“青线线蓝线线,蓝格英英的彩,生下一个兰花花,实实的爱死人。”我和妈妈去紫竹院公园散步,路过一座小山时,就想起了这首陕北民歌《兰花花》——还在我很小的时候,爸爸就常带我来这里练习唢呐,吹的就是这首歌。我一遍又一遍地练,唢呐声在夏夜里尖利刺耳,也不知道打扰了多少对树丛中的恋人。
我对民歌的兴趣,最初就是源自对民族乐器的学习。很多民族器乐作品都由地方民歌或戏曲改编,想要准确把握音乐风格,不会演唱是不行的。记得上学的时候,每当演奏时遇到音乐风格上的问题,老师总让我先把曲子唱一唱,唱得好听了,演奏自然就会变得生动。后来音乐学院搞过一次民歌大赛,我还拿了第一名——这是我后来开始唱歌的动力之一。
真正爱上民歌,是从高考后一次去山西的采风开始的:从街边的小贩,到黄河上的艄公,从漂泊的木匠,到黄土高原上的农民。虽然人生境遇不同,有的欢乐,有的悲惨,但只要他们唱起歌来,眼里一定有希望的光——民歌是什么?是他们的命。所以,民歌的歌词不会有矫揉造作的修辞,因为每一声里,都饱含他们的挣扎与渴望。
所以自那次采风之后,一有机会,我就往民间跑,从新疆、西藏,到云南、贵州,前前后后不下十几个省份——在后来的音乐工作中,民歌给我的滋养是巨大的:那些曾经走过的村村寨寨,有的我已经记不起名字了,但是那些质朴的人们和真诚的歌,总会提醒我音乐本来的样子。
早在轮回乐队时期,我们曾改编过一系列的民歌作品,并且出版过一张改编、翻唱的专辑,而后在丝绸之路乐团中,我更是带去了很多由中国民歌改编的作品。这不光出于我对民歌的热爱,还因为民歌在国际音乐交流中无可取代的重要性,这是在与外国音乐家的合作当中慢慢摸索到的。在国外生活的人都知道,中国音乐在西方舞台上表演的机会很少,偶尔有一场来自中国的演出,多数也是政府组织的,所以,中国音乐几乎是在西方主流音乐市场之外。我还记得丝绸之路乐团第一次演出结束时,小泽征尔和约翰·威廉姆斯等着要看我的笙的情景,那时候还觉得挺骄傲——多年之后我才发现,中国音乐的国际化,还有太长的路要走。
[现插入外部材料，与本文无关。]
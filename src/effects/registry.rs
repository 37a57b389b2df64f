//! Effect type registry.
//!
//! Maps an effect *type name* from configuration (`"damage"`, `"heal"`...)
//! to a factory producing fresh effects of that kind. The registry is
//! filled once at startup and then only read: bundles take it by reference
//! while loading, so there is no hidden global to initialize.
//!
//! ```
//! use spell_engine::core::SpellLevel;
//! use spell_engine::effects::EffectRegistry;
//!
//! let registry = EffectRegistry::with_builtin_effects();
//!
//! let effect = registry.create("damage", SpellLevel::BASIC).unwrap();
//! assert_eq!(effect.type_name(), "damage");
//! assert!(registry.find("fireworks").is_none());
//! ```

use rustc_hash::FxHashMap;
use tracing::debug;

use crate::core::SpellLevel;

use super::effect::Effect;
use super::{Damage, Dispel, Heal, Summon, Timed};

/// Builds new effects of one kind.
pub trait EffectFactory: Send + Sync {
    fn create(&self, level: SpellLevel) -> Box<dyn Effect>;
}

impl<F> EffectFactory for F
where
    F: Fn(SpellLevel) -> Box<dyn Effect> + Send + Sync,
{
    fn create(&self, level: SpellLevel) -> Box<dyn Effect> {
        self(level)
    }
}

/// An effect kind that knows its own registry name.
pub trait EffectType: Effect + Sized + 'static {
    const TYPE_NAME: &'static str;

    /// A fresh, default-configured effect for `level`.
    fn with_level(level: SpellLevel) -> Self;
}

/// Registry of effect factories keyed by type name.
#[derive(Default)]
pub struct EffectRegistry {
    factories: FxHashMap<String, Box<dyn EffectFactory>>,
}

impl EffectRegistry {
    /// Create an empty registry.
    #[must_use]
    pub fn new() -> Self {
        Self::default()
    }

    /// Registry holding every built-in effect kind.
    #[must_use]
    pub fn with_builtin_effects() -> Self {
        let mut registry = Self::new();
        registry.register_type::<Damage>();
        registry.register_type::<Heal>();
        registry.register_type::<Summon>();
        registry.register_type::<Timed>();
        registry.register_type::<Dispel>();
        registry
    }

    /// Bind a type name to a factory.
    ///
    /// Registering a name twice replaces the earlier factory (last
    /// registration wins). Returns `true` if something was replaced.
    pub fn register(&mut self, type_name: impl Into<String>, factory: impl EffectFactory + 'static) -> bool {
        let type_name = type_name.into();
        let replaced = self.factories.insert(type_name.clone(), Box::new(factory)).is_some();
        if replaced {
            debug!(effect_type = %type_name, "effect type re-registered, replacing previous factory");
        }
        replaced
    }

    /// Register an `EffectType` under its own name.
    pub fn register_type<T: EffectType>(&mut self) -> bool {
        self.register(T::TYPE_NAME, |level: SpellLevel| Box::new(T::with_level(level)) as Box<dyn Effect>)
    }

    /// Look up a factory. Unknown names are `None`, never an error.
    #[must_use]
    pub fn find(&self, type_name: &str) -> Option<&dyn EffectFactory> {
        self.factories.get(type_name).map(|f| f.as_ref())
    }

    /// Build an effect of the named kind.
    #[must_use]
    pub fn create(&self, type_name: &str, level: SpellLevel) -> Option<Box<dyn Effect>> {
        self.find(type_name).map(|f| f.create(level))
    }

    #[must_use]
    pub fn contains(&self, type_name: &str) -> bool {
        self.factories.contains_key(type_name)
    }

    #[must_use]
    pub fn len(&self) -> usize {
        self.factories.len()
    }

    #[must_use]
    pub fn is_empty(&self) -> bool {
        self.factories.is_empty()
    }

    /// Registered type names, sorted.
    #[must_use]
    pub fn type_names(&self) -> Vec<&str> {
        let mut names: Vec<_> = self.factories.keys().map(String::as_str).collect();
        names.sort_unstable();
        names
    }
}

impl std::fmt::Debug for EffectRegistry {
    fn fmt(&self, f: &mut std::fmt::Formatter<'_>) -> std::fmt::Result {
        f.debug_struct("EffectRegistry")
            .field("types", &self.type_names())
            .finish()
    }
}
//! Deterministic random number generation for spell resolution.
//!
//! ## Key Features
//!
//! - **Deterministic**: Same seed produces identical sequence, so every
//!   participant of a networked battle rolls the same damage
//! - **Forkable**: Independent branches for local lookahead that must not
//!   disturb the shared stream
//! - **Serializable**: O(1) state capture and restore for replays
//!
//! ```
//! use spell_engine::core::BattleRng;
//!
//! let mut host = BattleRng::new(7);
//! let mut client = BattleRng::new(7);
//!
//! assert_eq!(host.gen_range(1..=100), client.gen_range(1..=100));
//! ```

use rand::{Rng, SeedableRng};
use rand_chacha::ChaCha8Rng;
use serde::{Deserialize, Serialize};

/// Deterministic battle RNG.
///
/// Uses ChaCha8 so the stream is identical on every platform.
#[derive(Clone, Debug)]
pub struct BattleRng {
    inner: ChaCha8Rng,
    seed: u64,
    fork_counter: u64,
}

impl BattleRng {
    /// Create a new RNG with the given seed.
    #[must_use]
    pub fn new(seed: u64) -> Self {
        Self {
            inner: ChaCha8Rng::seed_from_u64(seed),
            seed,
            fork_counter: 0,
        }
    }

    /// Fork this RNG to create an independent branch.
    ///
    /// Each fork produces a different but deterministic sequence.
    #[must_use]
    pub fn fork(&mut self) -> Self {
        self.fork_counter += 1;
        let fork_seed = self.seed.wrapping_add(self.fork_counter.wrapping_mul(0x9E3779B97F4A7C15));
        Self {
            inner: ChaCha8Rng::seed_from_u64(fork_seed),
            seed: fork_seed,
            fork_counter: 0,
        }
    }

    /// Generate a random integer in the given inclusive range.
    pub fn gen_range(&mut self, range: std::ops::RangeInclusive<i64>) -> i64 {
        self.inner.gen_range(range)
    }

    /// Get the current state for serialization.
    #[must_use]
    pub fn state(&self) -> BattleRngState {
        BattleRngState {
            seed: self.seed,
            word_pos: self.inner.get_word_pos(),
            fork_counter: self.fork_counter,
        }
    }

    /// Restore from a saved state.
    #[must_use]
    pub fn from_state(state: &BattleRngState) -> Self {
        let mut inner = ChaCha8Rng::seed_from_u64(state.seed);
        inner.set_word_pos(state.word_pos);
        Self {
            inner,
            seed: state.seed,
            fork_counter: state.fork_counter,
        }
    }
}

/// Serializable RNG state for replays.
#[derive(Clone, Debug, PartialEq, Eq, Serialize, Deserialize)]
pub struct BattleRngState {
    /// Original seed
    pub seed: u64,
    /// ChaCha8 word position (128-bit counter)
    pub word_pos: u128,
    /// Fork counter for deterministic branching
    pub fork_counter: u64,
}

#[cfg(test)]
mod tests {
    use super::*;

    #[test]
    fn test_determinism() {
        let mut rng1 = BattleRng::new(42);
        let mut rng2 = BattleRng::new(42);

        for _ in 0..100 {
            assert_eq!(rng1.gen_range(0..=1000), rng2.gen_range(0..=1000));
        }
    }

    #[test]
    fn test_different_seeds() {
        let mut rng1 = BattleRng::new(1);
        let mut rng2 = BattleRng::new(2);

        let seq1: Vec<_> = (0..10).map(|_| rng1.gen_range(0..=1000)).collect();
        let seq2: Vec<_> = (0..10).map(|_| rng2.gen_range(0..=1000)).collect();

        assert_ne!(seq1, seq2);
    }

    #[test]
    fn test_fork_is_independent() {
        let mut rng = BattleRng::new(42);
        let mut forked = rng.fork();

        let seq1: Vec<_> = (0..10).map(|_| rng.gen_range(0..=1000)).collect();
        let seq2: Vec<_> = (0..10).map(|_| forked.gen_range(0..=1000)).collect();

        assert_ne!(seq1, seq2);
    }

    #[test]
    fn test_fork_is_deterministic() {
        let mut rng1 = BattleRng::new(42);
        let mut rng2 = BattleRng::new(42);

        assert_eq!(rng1.fork().seed, rng2.fork().seed);
    }

    #[test]
    fn test_degenerate_range() {
        let mut rng = BattleRng::new(3);
        assert_eq!(rng.gen_range(5..=5), 5);
    }

    #[test]
    fn test_state_restore() {
        let mut rng = BattleRng::new(42);
        for _ in 0..100 {
            rng.gen_range(0..=1000);
        }

        let state = rng.state();
        let expected: Vec<_> = (0..10).map(|_| rng.gen_range(0..=1000)).collect();

        let mut restored = BattleRng::from_state(&state);
        let actual: Vec<_> = (0..10).map(|_| restored.gen_range(0..=1000)).collect();

        assert_eq!(expected, actual);
    }

    #[test]
    fn test_state_serde() {
        let state = BattleRngState {
            seed: 42,
            word_pos: 12345,
            fork_counter: 5,
        };

        let json = serde_json::to_string(&state).unwrap();
        let deserialized: BattleRngState = serde_json::from_str(&json).unwrap();

        assert_eq!(state, deserialized);
    }
}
我所在的丝路乐团,是由来自几十个国家的音乐家组成的一个世界音乐团体,艺术总监是大提琴家马友友先生,开放和公平的艺术气氛是这个乐团的一大特点。大家都会把最好的音乐奉献出来,那些来自不同国家的音乐语言既陌生又美丽,从木卡姆到拉格,从简约派到嘎美兰,我第一次发现自己曾经的音乐世界是那么有限。而艰深莫测的印度节奏,有着四分之一音的波斯调式,无论对我的乐器还是我的音乐积累,都构成极大的挑战。那时候,在国内小有名气的我在流行音乐方面的机会越来越多,但我不得不放弃一些国内的工作,把部分时间放在国外,这样,一方面可以向更多的人介绍中国音乐,同时也是难得的学习机会。我知道,只有更多的吸收,才能让音乐更具生命力。民族音乐如果脱离时代,最终会变成博物馆里的文物。音乐是这样,文化也是如此。